The formation had one aim without the ball. To turn us in to a crossing team. Sunderland were content to deal with the balls in to the box with the height and sheer number of bodies that they had defending the penalty area.
Spurs struggle to get between the lines
We know that Mauricio Pochettino likes to get his central midfield trio between the lines so that they can open up teams through the middle. Christian Eriksen buzzes about in the pockets of space that open up. Dele Alli starts his runs in to the box from here. Son likes to charge in down the channels between the centre and full backs.
We struggled to create with no real space to do this because of Sunderland having at least six players centrally. Opportunities were thus few and far between.
Christian Eriksen tried two audacious little chip passes from rare moments when he was free between the lines. John O’Shea twice retreated and stretched out a long leg to disrupt the pass as it came down on the other side of the back five before Harry Kane could get there.

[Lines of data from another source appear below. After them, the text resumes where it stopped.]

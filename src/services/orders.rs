use async_trait::async_trait;
use chrono::Utc;
use rust_decimal::Decimal;
use sea_orm::{
    ActiveModelTrait, ColumnTrait, DatabaseConnection, EntityTrait, QueryFilter, QueryOrder, Set,
    TransactionTrait,
};
use serde::{Deserialize, Serialize};
use std::collections::BTreeMap;
use std::sync::Arc;
use tokio::sync::broadcast;
use tracing::{error, info, instrument, warn};
use uuid::Uuid;

use crate::entities::order::{
    self, ActiveModel as OrderActiveModel, Entity as OrderEntity, Model as OrderModel, OrderKind,
    OrderStatus, PaymentState,
};
use crate::entities::order_item::{
    self, ActiveModel as OrderItemActiveModel, Entity as OrderItemEntity, Model as OrderItemModel,
};
use crate::errors::ServiceError;
use crate::events::{Event, EventSender, OrderChanged};
use crate::models::product::LineItem;
use crate::services::advisory::ProjectAnalysis;

/// Everything needed to persist a draft order at the start of the payment
/// phase. The total is the caller's snapshot and is never recomputed from
/// live prices afterwards.
#[derive(Debug, Clone, Serialize, Deserialize)]
pub struct DraftOrder {
    pub client_id: Uuid,
    pub contact_name: String,
    pub contact_email: String,
    pub title: String,
    pub items: Vec<LineItem>,
    pub configurations: BTreeMap<usize, BTreeMap<String, String>>,
    pub notes: Option<String>,
    pub kind: OrderKind,
    pub total_value: Decimal,
    pub analysis: Option<ProjectAnalysis>,
}

/// Result of applying a payment-completion event.
#[derive(Debug, Clone, Copy, PartialEq, Eq)]
pub enum Reconciliation {
    /// `draft -> pending_approval` was applied by this call.
    Applied,
    /// The order had already left `draft`; redelivery is a no-op.
    AlreadyApplied,
}

/// Store boundary consumed by the checkout orchestrator and the payment
/// reconciler. Production is sea-orm backed; tests inject scripted stores.
#[async_trait]
pub trait OrderStore: Send + Sync {
    async fn create_draft(&self, draft: DraftOrder) -> Result<Uuid, ServiceError>;

    /// Sole writer of the card-paid `draft -> pending_approval` transition.
    /// Must be idempotent under webhook redelivery.
    async fn mark_paid(&self, order_id: Uuid) -> Result<Reconciliation, ServiceError>;

    /// `draft -> pending_approval` for proposal/invoice orders, which skip
    /// payment entirely; payment status stays pending.
    async fn submit_proposal(&self, order_id: Uuid) -> Result<(), ServiceError>;
}

/// Order persistence with a change-notification stream. Handed its store
/// dependency explicitly; no process-wide singleton.
#[derive(Clone)]
pub struct OrderService {
    db: Arc<DatabaseConnection>,
    event_sender: Option<Arc<EventSender>>,
    changes: broadcast::Sender<OrderChanged>,
}

impl OrderService {
    pub fn new(db: Arc<DatabaseConnection>, event_sender: Option<Arc<EventSender>>) -> Self {
        let (changes, _) = broadcast::channel(64);
        Self {
            db,
            event_sender,
            changes,
        }
    }

    /// Subscribes to order mutations for dashboard/admin live refresh.
    pub fn subscribe(&self) -> broadcast::Receiver<OrderChanged> {
        self.changes.subscribe()
    }

    fn notify(&self, order: &OrderModel) {
        if let Ok(status) = order.status() {
            // Receiver lag or absence is not an error.
            let _ = self.changes.send(OrderChanged {
                order_id: order.id,
                client_id: order.client_id,
                status,
            });
        }
    }

    async fn send_event(&self, event: Event) {
        if let Some(sender) = &self.event_sender {
            if let Err(e) = sender.send(event).await {
                warn!(error = %e, "failed to send order event");
            }
        }
    }

    #[instrument(skip(self), fields(order_id = %order_id))]
    pub async fn get_order(&self, order_id: Uuid) -> Result<Option<OrderModel>, ServiceError> {
        Ok(OrderEntity::find_by_id(order_id).one(&*self.db).await?)
    }

    pub async fn get_items(&self, order_id: Uuid) -> Result<Vec<OrderItemModel>, ServiceError> {
        Ok(OrderItemEntity::find()
            .filter(order_item::Column::OrderId.eq(order_id))
            .order_by_asc(order_item::Column::Position)
            .all(&*self.db)
            .await?)
    }

    /// Client-scoped order listing, newest first.
    #[instrument(skip(self), fields(client_id = %client_id))]
    pub async fn list_for_client(&self, client_id: Uuid) -> Result<Vec<OrderModel>, ServiceError> {
        Ok(OrderEntity::find()
            .filter(order::Column::ClientId.eq(client_id))
            .order_by_desc(order::Column::CreatedAt)
            .all(&*self.db)
            .await?)
    }

    /// Unfiltered listing for the admin back-office.
    pub async fn list_all(&self) -> Result<Vec<OrderModel>, ServiceError> {
        Ok(OrderEntity::find()
            .order_by_desc(order::Column::CreatedAt)
            .all(&*self.db)
            .await?)
    }

    /// Applies an admin-driven status transition after validating it against
    /// the state machine. Invalid transitions are rejected, not applied.
    #[instrument(skip(self), fields(order_id = %order_id, new_status = %new_status))]
    pub async fn update_status(
        &self,
        order_id: Uuid,
        new_status: OrderStatus,
    ) -> Result<OrderModel, ServiceError> {
        let txn = self.db.begin().await?;

        let order = OrderEntity::find_by_id(order_id)
            .one(&txn)
            .await?
            .ok_or_else(|| ServiceError::NotFound(format!("Order {order_id} not found")))?;

        let old_status = order
            .status()
            .map_err(|_| ServiceError::InternalError(format!("corrupt status {}", order.status)))?;

        if old_status == new_status {
            txn.commit().await?;
            return Ok(order);
        }
        if !old_status.can_transition_to(new_status) {
            return Err(ServiceError::InvalidStatus(format!(
                "cannot transition from '{old_status}' to '{new_status}'"
            )));
        }

        let version = order.version;
        let mut active: OrderActiveModel = order.into();
        active.status = Set(new_status.to_string());
        active.progress = Set(new_status.progress());
        active.updated_at = Set(Some(Utc::now()));
        active.version = Set(version + 1);

        let updated = active.update(&txn).await?;
        txn.commit().await?;

        info!(order_id = %order_id, %old_status, %new_status, "order status updated");
        self.send_event(Event::OrderStatusChanged {
            order_id,
            old_status,
            new_status,
        })
        .await;
        self.notify(&updated);

        Ok(updated)
    }
}

#[async_trait]
impl OrderStore for OrderService {
    /// Creates the draft order and its frozen line snapshots in one
    /// transaction. Nothing is left behind if creation fails.
    #[instrument(skip(self, draft), fields(client_id = %draft.client_id, kind = %draft.kind, total = %draft.total_value))]
    async fn create_draft(&self, draft: DraftOrder) -> Result<Uuid, ServiceError> {
        if draft.items.is_empty() {
            return Err(ServiceError::InvalidOperation(
                "cannot create an order without line items".to_string(),
            ));
        }

        let order_id = Uuid::new_v4();
        let now = Utc::now();

        let configurations = serde_json::to_value(&draft.configurations)?;
        let ai_summary = draft
            .analysis
            .as_ref()
            .map(serde_json::to_value)
            .transpose()?;

        let txn = self.db.begin().await.map_err(|e| {
            error!(error = %e, "failed to start draft-creation transaction");
            ServiceError::DatabaseError(e)
        })?;

        let order = OrderActiveModel {
            id: Set(order_id),
            client_id: Set(draft.client_id),
            contact_name: Set(draft.contact_name.clone()),
            contact_email: Set(draft.contact_email.clone()),
            title: Set(draft.title.clone()),
            status: Set(OrderStatus::Draft.to_string()),
            payment_status: Set(PaymentState::Pending.to_string()),
            kind: Set(draft.kind.to_string()),
            total_value: Set(draft.total_value),
            notes: Set(draft.notes.clone()),
            configurations: Set(configurations),
            ai_summary: Set(ai_summary),
            progress: Set(OrderStatus::Draft.progress()),
            created_at: Set(now),
            updated_at: Set(Some(now)),
            version: Set(1),
        };
        let order = order.insert(&txn).await?;

        for (position, item) in draft.items.iter().enumerate() {
            let line = OrderItemActiveModel {
                id: Set(Uuid::new_v4()),
                order_id: Set(order_id),
                position: Set(position as i32),
                product_id: Set(item.product_id.clone()),
                name: Set(item.name.clone()),
                category: Set(item.category.clone()),
                price: Set(item.price.clone()),
                price_value: Set(item.price_value),
                icon: Set(item.icon.map(|i| i.to_string())),
                gradient: Set(item.gradient.clone()),
                created_at: Set(now),
            };
            line.insert(&txn).await?;
        }

        txn.commit().await?;

        info!(order_id = %order_id, "draft order created");
        self.send_event(Event::OrderCreated(order_id)).await;
        self.notify(&order);

        Ok(order_id)
    }

    #[instrument(skip(self), fields(order_id = %order_id))]
    async fn mark_paid(&self, order_id: Uuid) -> Result<Reconciliation, ServiceError> {
        let txn = self.db.begin().await?;

        let order = OrderEntity::find_by_id(order_id)
            .one(&txn)
            .await?
            .ok_or_else(|| ServiceError::NotFound(format!("Order {order_id} not found")))?;

        let status = order
            .status()
            .map_err(|_| ServiceError::InternalError(format!("corrupt status {}", order.status)))?;

        if status != OrderStatus::Draft {
            // Redelivered completion event; the transition already happened.
            txn.commit().await?;
            info!(order_id = %order_id, %status, "payment event redelivered; no-op");
            return Ok(Reconciliation::AlreadyApplied);
        }

        let version = order.version;
        let mut active: OrderActiveModel = order.into();
        active.status = Set(OrderStatus::PendingApproval.to_string());
        active.payment_status = Set(PaymentState::Paid.to_string());
        active.progress = Set(OrderStatus::PendingApproval.progress());
        active.updated_at = Set(Some(Utc::now()));
        active.version = Set(version + 1);

        let updated = active.update(&txn).await?;
        txn.commit().await?;

        info!(order_id = %order_id, "payment completed; order pending approval");
        self.send_event(Event::PaymentCompleted { order_id }).await;
        self.send_event(Event::OrderStatusChanged {
            order_id,
            old_status: OrderStatus::Draft,
            new_status: OrderStatus::PendingApproval,
        })
        .await;
        self.notify(&updated);

        Ok(Reconciliation::Applied)
    }

    #[instrument(skip(self), fields(order_id = %order_id))]
    async fn submit_proposal(&self, order_id: Uuid) -> Result<(), ServiceError> {
        let txn = self.db.begin().await?;

        let order = OrderEntity::find_by_id(order_id)
            .one(&txn)
            .await?
            .ok_or_else(|| ServiceError::NotFound(format!("Order {order_id} not found")))?;

        let status = order
            .status()
            .map_err(|_| ServiceError::InternalError(format!("corrupt status {}", order.status)))?;
        if status != OrderStatus::Draft {
            return Err(ServiceError::InvalidStatus(format!(
                "cannot submit a proposal for an order in '{status}'"
            )));
        }

        let version = order.version;
        let mut active: OrderActiveModel = order.into();
        active.status = Set(OrderStatus::PendingApproval.to_string());
        active.progress = Set(OrderStatus::PendingApproval.progress());
        active.updated_at = Set(Some(Utc::now()));
        active.version = Set(version + 1);

        let updated = active.update(&txn).await?;
        txn.commit().await?;

        info!(order_id = %order_id, "proposal submitted; order pending approval");
        self.send_event(Event::OrderStatusChanged {
            order_id,
            old_status: OrderStatus::Draft,
            new_status: OrderStatus::PendingApproval,
        })
        .await;
        self.notify(&updated);

        Ok(())
    }
}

Chances to open up spaces on the counter attack were also very rare. Sunderland were hesitant to come forward and very quick to get back in to position. Didier Ndong had an excellent match making some timely recovery challenges. However, Jack Rodwell was lucky to still be on the field after scything down Mousa Dembele from behind. Rodwell only received a yellow card. Other players this season, such as Granit Xhaka against Swansea, have been given their marching orders for cynically stopping counter attacks.
Sunderland’s narrow set up saw them shuttle across the pitch from side-to-side. Moving the central midfield trio over and then beating them back saw our other half decent chance of the first half where we got between the lines. Good movement of the ball from the touchline beat Rodwell, Ndong and Larsson’s ability to get back in to position. This left Victor Wanyama to sting Vito Mannone’s palms with a long-range drive.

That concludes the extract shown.